# What is needed
From the records below, print exactly the lines starting at the one containing "bytes is shorter" and ending at the one containing "let xlen = read_u16_le(bytes, offset)", ends included, and nothing else.

# Provided records
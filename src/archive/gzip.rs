//! Gzip member parsing (RFC 1952)
//!
//! Layout: 10-byte base header, optional fields selected by the flag byte
//! (extra, name, comment, header CRC, strictly in that order), the raw DEFLATE
//! payload, and an 8-byte trailer holding the CRC32 and the uncompressed size
//! modulo 2^32, both little-endian.

use crate::error::CodecError;

use super::{read_u16_le, read_u32_le, CompressedContainer, ContainerKind};

/// Gzip magic bytes
pub(crate) const GZIP_MAGIC: [u8; 2] = [0x1f, 0x8b];

/// Size of the fixed base header
const BASE_HEADER_SIZE: usize = 10;

/// Size of the CRC32 + ISIZE trailer
const TRAILER_SIZE: usize = 8;

/// The only compression method defined by the format
const METHOD_DEFLATE: u8 = 8;

const FLAG_HCRC: u8 = 0x02;
const FLAG_EXTRA: u8 = 0x04;
const FLAG_NAME: u8 = 0x08;
const FLAG_COMMENT: u8 = 0x10;

/// Gzip base header and the optional fields present in a member
#[derive(Debug, Clone, PartialEq, Eq)]
pub struct GzipHeader<'a> {
    /// Compression method byte (8 = deflate)
    pub method: u8,
    /// Raw flag byte
    pub flags: u8,
    /// Modification time (Unix format), zero if unknown
    pub mtime: u32,
    /// Compressor-specific extra flags
    pub extra_flags: u8,
    /// Operating system id
    pub os: u8,
    /// FEXTRA payload without its length prefix
    pub extra: Option<&'a [u8]>,
    /// FCOMMENT without the terminating zero
    pub comment: Option<&'a [u8]>,
    /// FHCRC value
    pub header_crc: Option<u16>,
}

/// Parse a gzip member, returning `None` on any mismatch or truncation.
pub fn parse_gzip(bytes: &[u8]) -> Option<CompressedContainer<'_>> {
    parse_gzip_strict(bytes).ok()
}

/// Parse a gzip member, reporting why the input was rejected.
///
/// # Errors
/// - `CodecError::Format` if the magic bytes do not match or the payload is empty
/// - `CodecError::TruncatedInput` if an optional field or the trailer runs past the end
/// - `CodecError::UnsupportedCompression` if the method byte is not deflate
pub fn parse_gzip_strict(bytes: &[u8]) -> Result<CompressedContainer<'_>, CodecError> {
    if bytes.len() < GZIP_MAGIC.len() || bytes[..2] != GZIP_MAGIC {
        return Err(CodecError::Format("missing gzip magic bytes".to_string()));
    }
    if bytes.len() < BASE_HEADER_SIZE + TRAILER_SIZE {
        return Err(CodecError::TruncatedInput(format!(
            "gzip stream of {} bytes is shorter than header and trailer",
            bytes.len()
        )));
    }

    let method = bytes[2];
    let flags = bytes[3];
    let mtime = read_u32_le(bytes, 4).unwrap_or(0);
    let mut offset = BASE_HEADER_SIZE;

    let extra = if flags & FLAG_EXTRA != 0 {
        let xlen = read_u16_le(bytes, offset)
            .ok_or_else(|| truncated("extra field length"))? as usize;
        offset += 2;
        let field = bytes
            .get(offset..offset + xlen)
            .ok_or_else(|| truncated("extra field"))?;
        offset += xlen;
        Some(field)
    } else {
        None
    };

    let name = if flags & FLAG_NAME != 0 {
        let (field, next) = zero_terminated(bytes, offset).ok_or_else(|| truncated("file name"))?;
        offset = next;
        Some(field)
    } else {
        None
    };

    let comment = if flags & FLAG_COMMENT != 0 {
        let (field, next) = zero_terminated(bytes, offset).ok_or_else(|| truncated("comment"))?;
        offset = next;
        Some(field)
    } else {
        None
    };

    let header_crc = if flags & FLAG_HCRC != 0 {
        let crc = read_u16_le(bytes, offset).ok_or_else(|| truncated("header CRC16"))?;
        offset += 2;
        Some(crc)
    } else {
        None
    };

    if bytes.len() - offset < TRAILER_SIZE {
        return Err(truncated("trailer"));
    }
    let trailer = bytes.len() - TRAILER_SIZE;
    let crc32 = read_u32_le(bytes, trailer).ok_or_else(|| truncated("trailer"))?;
    let isize = read_u32_le(bytes, trailer + 4).ok_or_else(|| truncated("trailer"))?;

    if method != METHOD_DEFLATE {
        return Err(CodecError::UnsupportedCompression(format!(
            "gzip compression method {} (only deflate is supported)",
            method
        )));
    }
    if trailer == offset {
        return Err(CodecError::Format(
            "gzip member has no compressed payload".to_string(),
        ));
    }

    Ok(CompressedContainer {
        kind: ContainerKind::Gzip,
        payload: &bytes[offset..trailer],
        payload_offset: offset,
        declared_uncompressed_size: Some(isize),
        crc32: Some(crc32),
        name,
        gzip: Some(GzipHeader {
            method,
            flags,
            mtime,
            extra_flags: bytes[8],
            os: bytes[9],
            extra,
            comment,
            header_crc,
        }),
    })
}

/// Split a zero-terminated field starting at `offset`, returning the field
/// (without terminator) and the offset just past the terminator.
fn zero_terminated(bytes: &[u8], offset: usize) -> Option<(&[u8], usize)> {
    let rest = bytes.get(offset..)?;
    let len = rest.iter().position(|&b| b == 0)?;
    Some((&rest[..len], offset + len + 1))
}

fn truncated(field: &str) -> CodecError {
    CodecError::TruncatedInput(format!("gzip {} extends past end of input", field))
}
//! End-to-end row decoding tests
//!
//! Rows are encoded by hand with the zig-zag helpers and decoded through the
//! public API, including straight out of a decompressed buffer.

use std::io::Write;

use colingest::codec::{decompress, CompressionType};
use colingest::reader::{encode_zigzag, ColumnSet, DataBlock, DecodeConfig, RowDecoder};
use colingest::schema::{ColumnType, SchemaDescriptor, SchemaTree};
use colingest::{OutputColumn, SchemaError};

fn record(fields: Vec<SchemaTree>) -> SchemaDescriptor {
    SchemaDescriptor::from_tree(&SchemaTree::Record(fields)).unwrap()
}

fn zz(values: &[i64]) -> Vec<u8> {
    values.iter().flat_map(|&v| encode_zigzag(v)).collect()
}

fn string_field(text: &str) -> Vec<u8> {
    let mut out = encode_zigzag(text.len() as i64);
    out.extend_from_slice(text.as_bytes());
    out
}

// ============================================================================
// Unions and nulls
// ============================================================================

#[test]
fn test_nullable_int_sets_validity() {
    let schema = record(vec![SchemaTree::nullable(SchemaTree::Int)]);
    // One discriminant byte per row: null, -1, 42
    let data = [0x00, 0x01, 0x01, 0x01, 0x54];
    let blocks = [DataBlock::new(0, data.len(), 0, 3)];

    let mut columns = ColumnSet::for_schema(&schema, 3);
    let summary = RowDecoder::new(&schema, DecodeConfig::default())
        .decode(&data, &blocks, &mut columns)
        .unwrap();

    assert_eq!(summary.rows_decoded(), 3);
    assert_eq!(summary.bytes_consumed(), data.len());
    let column = &columns.columns()[0];
    assert_eq!(column.data().as_ints(), Some(&[0, -1, 42][..]));
    assert!(!column.is_valid(0));
    assert!(column.is_valid(1));
    assert!(column.is_valid(2));
    assert_eq!(column.null_count(), 1);
}

#[test]
fn test_invalid_union_branch_leaves_rest_of_row_default() {
    let schema = record(vec![SchemaTree::nullable(SchemaTree::Int), SchemaTree::Long]);
    let data = [0x0a, 0x08];
    let blocks = [DataBlock::new(0, data.len(), 0, 1)];

    let mut columns = ColumnSet::for_schema(&schema, 1);
    RowDecoder::new(&schema, DecodeConfig::default())
        .decode(&data, &blocks, &mut columns)
        .unwrap();

    assert_eq!(columns.columns()[0].data().as_ints(), Some(&[0][..]));
    assert_eq!(columns.columns()[1].data().as_longs(), Some(&[0][..]));
    assert_eq!(columns.columns()[0].null_count(), 0);
}

#[test]
fn test_null_only_rows_consume_no_bytes() {
    let schema = record(vec![SchemaTree::Null]);
    assert_eq!(schema.min_row_size(), 0);
    let blocks = [DataBlock::new(0, 0, 0, 5)];

    let mut columns = ColumnSet::for_schema(&schema, 5);
    let summary = RowDecoder::new(&schema, DecodeConfig::default())
        .decode(&[], &blocks, &mut columns)
        .unwrap();

    assert_eq!(summary.rows_decoded(), 5);
    assert_eq!(summary.bytes_consumed(), 0);
    assert_eq!(columns.columns()[0].data().column_type(), ColumnType::Null);
    assert_eq!(columns.columns()[0].null_count(), 5);
}

// ============================================================================
// Arrays, nested records, enums
// ============================================================================

#[test]
fn test_array_count_and_following_field() {
    let schema = record(vec![SchemaTree::array(SchemaTree::Long), SchemaTree::Int]);
    assert_eq!(
        schema.column_types(),
        &[ColumnType::Long, ColumnType::Long, ColumnType::Int]
    );

    let mut data = zz(&[3, 1, 2, 3, 0]);
    data.extend(zz(&[7]));
    let blocks = [DataBlock::new(0, data.len(), 0, 1)];

    let mut columns = ColumnSet::for_schema(&schema, 1);
    let summary = RowDecoder::new(&schema, DecodeConfig::default())
        .decode(&data, &blocks, &mut columns)
        .unwrap();

    assert_eq!(summary.bytes_consumed(), data.len());
    assert_eq!(columns.columns()[0].data().as_longs(), Some(&[3][..]));
    assert_eq!(columns.columns()[1].data().as_longs(), Some(&[3][..]));
    assert_eq!(columns.columns()[2].data().as_ints(), Some(&[7][..]));
}

#[test]
fn test_corrupt_zero_width_array_counts_do_not_overflow() {
    let schema = record(vec![SchemaTree::array(SchemaTree::Null)]);
    let mut data = Vec::new();
    for _ in 0..3 {
        data.extend(zz(&[i64::MIN, 0]));
    }
    let blocks = [DataBlock::new(0, data.len(), 0, 1)];

    let mut columns = ColumnSet::for_schema(&schema, 1);
    let summary = RowDecoder::new(&schema, DecodeConfig::new().sequential())
        .decode(&data, &blocks, &mut columns)
        .unwrap();

    assert_eq!(summary.rows_decoded(), 1);
    assert_eq!(columns.columns()[0].data().as_longs(), Some(&[i64::MAX][..]));
}

#[test]
fn test_nested_record_with_enum() {
    let schema = record(vec![
        SchemaTree::Record(vec![SchemaTree::Int, SchemaTree::String]),
        SchemaTree::enumeration(["RED", "GREEN"]),
        SchemaTree::Double,
    ]);
    let mut data = zz(&[5]);
    data.extend(string_field("hi"));
    data.extend(zz(&[1]));
    data.extend_from_slice(&2.5f64.to_le_bytes());
    let blocks = [DataBlock::new(0, data.len(), 0, 1)];

    let mut columns = ColumnSet::for_schema(&schema, 1);
    RowDecoder::new(&schema, DecodeConfig::default())
        .decode(&data, &blocks, &mut columns)
        .unwrap();

    assert_eq!(columns.columns()[0].data().as_ints(), Some(&[5][..]));
    let text = columns.columns()[1].data().as_views().unwrap();
    assert_eq!(text[0].as_str(), Some("hi"));
    let color = columns.columns()[2].data().as_views().unwrap();
    assert_eq!(color[0].as_str(), Some("GREEN"));
    assert_eq!(columns.columns()[3].data().as_doubles(), Some(&[2.5][..]));
}

// ============================================================================
// Row windows and block layout
// ============================================================================

fn small_long_rows(values: &[i64]) -> (Vec<u8>, Vec<DataBlock>) {
    let data = zz(values);
    let blocks = vec![
        DataBlock::new(0, 4, 0, 4),
        DataBlock::new(4, 4, 4, 4),
        DataBlock::new(8, 2, 8, 2),
    ];
    (data, blocks)
}

#[test]
fn test_row_window_skips_blocks_outside() {
    let schema = record(vec![SchemaTree::Long]);
    let values: Vec<i64> = (0..10).map(|i| i * 3).collect();
    let (data, blocks) = small_long_rows(&values);

    let config = DecodeConfig::new().with_first_row(3).with_max_rows(5);
    let mut columns = ColumnSet::for_schema(&schema, 5);
    let summary = RowDecoder::new(&schema, config)
        .decode(&data, &blocks, &mut columns)
        .unwrap();

    assert_eq!(
        columns.columns()[0].data().as_longs(),
        Some(&[9, 12, 15, 18, 21][..])
    );
    assert_eq!(summary.blocks.len(), 2);
    assert!(summary.block(2).is_none());
    assert_eq!(summary.block(0).unwrap().rows_decoded, 4);
}

#[test]
fn test_window_capped_by_column_set() {
    let schema = record(vec![SchemaTree::Long]);
    let values: Vec<i64> = (0..10).collect();
    let (data, blocks) = small_long_rows(&values);

    let mut columns = ColumnSet::for_schema(&schema, 6);
    let summary = RowDecoder::new(&schema, DecodeConfig::default())
        .decode(&data, &blocks, &mut columns)
        .unwrap();

    assert_eq!(
        columns.columns()[0].data().as_longs(),
        Some(&[0, 1, 2, 3, 4, 5][..])
    );
    assert_eq!(summary.blocks.len(), 2);
}

#[test]
fn test_blocks_listed_out_of_order() {
    let schema = record(vec![SchemaTree::Long]);
    let values: Vec<i64> = (0..10).map(|i| -i).collect();
    let (data, mut blocks) = small_long_rows(&values);
    blocks.reverse();

    let mut columns = ColumnSet::for_schema(&schema, 10);
    let summary = RowDecoder::new(&schema, DecodeConfig::default())
        .decode(&data, &blocks, &mut columns)
        .unwrap();

    assert_eq!(columns.columns()[0].data().as_longs(), Some(&values[..]));
    let order: Vec<usize> = summary.blocks.iter().map(|b| b.block_index).collect();
    assert_eq!(order, vec![2, 1, 0]);
}

#[test]
fn test_overlapping_block_keeps_earlier_rows() {
    let schema = record(vec![SchemaTree::Long]);
    let data = zz(&[10, 11, 12, 13, 50, 51, 14, 15]);
    // The second block claims rows 2..6; rows 2 and 3 already belong to the first
    let blocks = [DataBlock::new(0, 4, 0, 4), DataBlock::new(4, 4, 2, 4)];

    for config in [DecodeConfig::default(), DecodeConfig::new().sequential()] {
        let mut columns = ColumnSet::for_schema(&schema, 6);
        let summary = RowDecoder::new(&schema, config)
            .decode(&data, &blocks, &mut columns)
            .unwrap();
        assert_eq!(
            columns.columns()[0].data().as_longs(),
            Some(&[10, 11, 12, 13, 14, 15][..])
        );
        assert_eq!(summary.rows_decoded(), 8);
    }
}

#[test]
fn test_truncated_row_degrades() {
    let schema = record(vec![SchemaTree::Long, SchemaTree::String, SchemaTree::Double]);
    // String claims 10 bytes, only 3 follow; the block also claims too much
    let data = [0x04, 0x14, b'a', b'b', b'c'];
    let blocks = [DataBlock::new(0, 100, 0, 1)];

    let mut columns = ColumnSet::for_schema(&schema, 1);
    let summary = RowDecoder::new(&schema, DecodeConfig::default())
        .decode(&data, &blocks, &mut columns)
        .unwrap();

    assert_eq!(columns.columns()[0].data().as_longs(), Some(&[2][..]));
    assert!(columns.columns()[1].data().as_views().unwrap()[0].is_null());
    assert_eq!(columns.columns()[2].data().as_doubles(), Some(&[0.0][..]));
    assert_eq!(summary.bytes_consumed(), data.len());
}

#[test]
fn test_column_set_mismatch() {
    let schema = record(vec![SchemaTree::Long, SchemaTree::String]);
    let decoder = RowDecoder::new(&schema, DecodeConfig::default());
    let blocks = [DataBlock::new(0, 0, 0, 0)];

    let mut too_few = ColumnSet::from_columns(vec![OutputColumn::new(ColumnType::Long, 2)], 2);
    assert!(matches!(
        decoder.decode(&[], &blocks, &mut too_few),
        Err(SchemaError::ColumnMismatch(_))
    ));

    let mut wrong_type = ColumnSet::from_columns(
        vec![
            OutputColumn::new(ColumnType::Int, 2),
            OutputColumn::new(ColumnType::Bytes, 2),
        ],
        2,
    );
    assert!(matches!(
        decoder.decode(&[], &blocks, &mut wrong_type),
        Err(SchemaError::ColumnMismatch(_))
    ));

    let mut short = ColumnSet::from_columns(
        vec![
            OutputColumn::new(ColumnType::Long, 2),
            OutputColumn::new(ColumnType::Bytes, 1),
        ],
        2,
    );
    assert!(matches!(
        decoder.decode(&[], &blocks, &mut short),
        Err(SchemaError::ColumnMismatch(_))
    ));
}

// ============================================================================
// Decompress, then decode
// ============================================================================

fn customer_rows(count: usize) -> (Vec<u8>, Vec<DataBlock>) {
    let mut data = Vec::new();
    let mut blocks = Vec::new();
    let per_block = 250;
    for first in (0..count).step_by(per_block) {
        let start = data.len();
        let rows = per_block.min(count - first);
        for id in first..first + rows {
            data.extend(encode_zigzag(id as i64 * 7 - 1000));
            data.extend(string_field(&format!("customer-{}", id)));
            if id % 3 == 0 {
                data.push(0);
            } else {
                data.push(1);
                data.extend_from_slice(&(id as f64 / 4.0).to_le_bytes());
            }
        }
        blocks.push(DataBlock::new(start, data.len() - start, first, rows));
    }
    (data, blocks)
}

fn customer_schema() -> SchemaDescriptor {
    record(vec![
        SchemaTree::Long,
        SchemaTree::String,
        SchemaTree::nullable(SchemaTree::Double),
    ])
}

fn check_customers(columns: &ColumnSet<'_>, count: usize) {
    let ids = columns.columns()[0].data().as_longs().unwrap();
    let names = columns.columns()[1].data().as_views().unwrap();
    let balance = &columns.columns()[2];
    let amounts = balance.data().as_doubles().unwrap();
    for id in 0..count {
        assert_eq!(ids[id], id as i64 * 7 - 1000);
        assert_eq!(names[id].as_str(), Some(format!("customer-{}", id).as_str()));
        if id % 3 == 0 {
            assert!(!balance.is_valid(id));
        } else {
            assert!(balance.is_valid(id));
            assert_eq!(amounts[id], id as f64 / 4.0);
        }
    }
    assert_eq!(balance.null_count() as usize, count.div_ceil(3));
}

#[test]
fn test_gzip_buffer_end_to_end() {
    let count = 1000;
    let (rows, blocks) = customer_rows(count);
    let mut encoder = flate2::write::GzEncoder::new(Vec::new(), flate2::Compression::default());
    encoder.write_all(&rows).unwrap();
    let compressed = encoder.finish().unwrap();

    let buffer = decompress(&compressed, CompressionType::Infer).unwrap();
    assert_eq!(buffer.len(), rows.len());

    let schema = customer_schema();
    let mut columns = ColumnSet::for_schema(&schema, count);
    let summary = RowDecoder::new(&schema, DecodeConfig::default())
        .decode(buffer.as_bytes(), &blocks, &mut columns)
        .unwrap();

    assert_eq!(summary.rows_decoded(), count);
    assert_eq!(summary.bytes_consumed(), rows.len());
    check_customers(&columns, count);
}

#[test]
fn test_lz_buffer_end_to_end_sequential() {
    let count = 600;
    let (rows, blocks) = customer_rows(count);
    let compressed = snap::raw::Encoder::new().compress_vec(&rows).unwrap();

    let buffer = decompress(&compressed, CompressionType::Snappy).unwrap();
    let schema = customer_schema();
    let mut columns = ColumnSet::for_schema(&schema, count);
    RowDecoder::new(&schema, DecodeConfig::new().sequential())
        .decode(buffer.as_bytes(), &blocks, &mut columns)
        .unwrap();

    check_customers(&columns, count);
}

# Solution to this problem
            "gzip stream of {} bytes is shorter than header and trailer",
            bytes.len()
        )));
    }

    let method = bytes[2];
    let flags = bytes[3];
    let mtime = read_u32_le(bytes, 4).unwrap_or(0);
    let mut offset = BASE_HEADER_SIZE;

    let extra = if flags & FLAG_EXTRA != 0 {
        let xlen = read_u16_le(bytes, offset)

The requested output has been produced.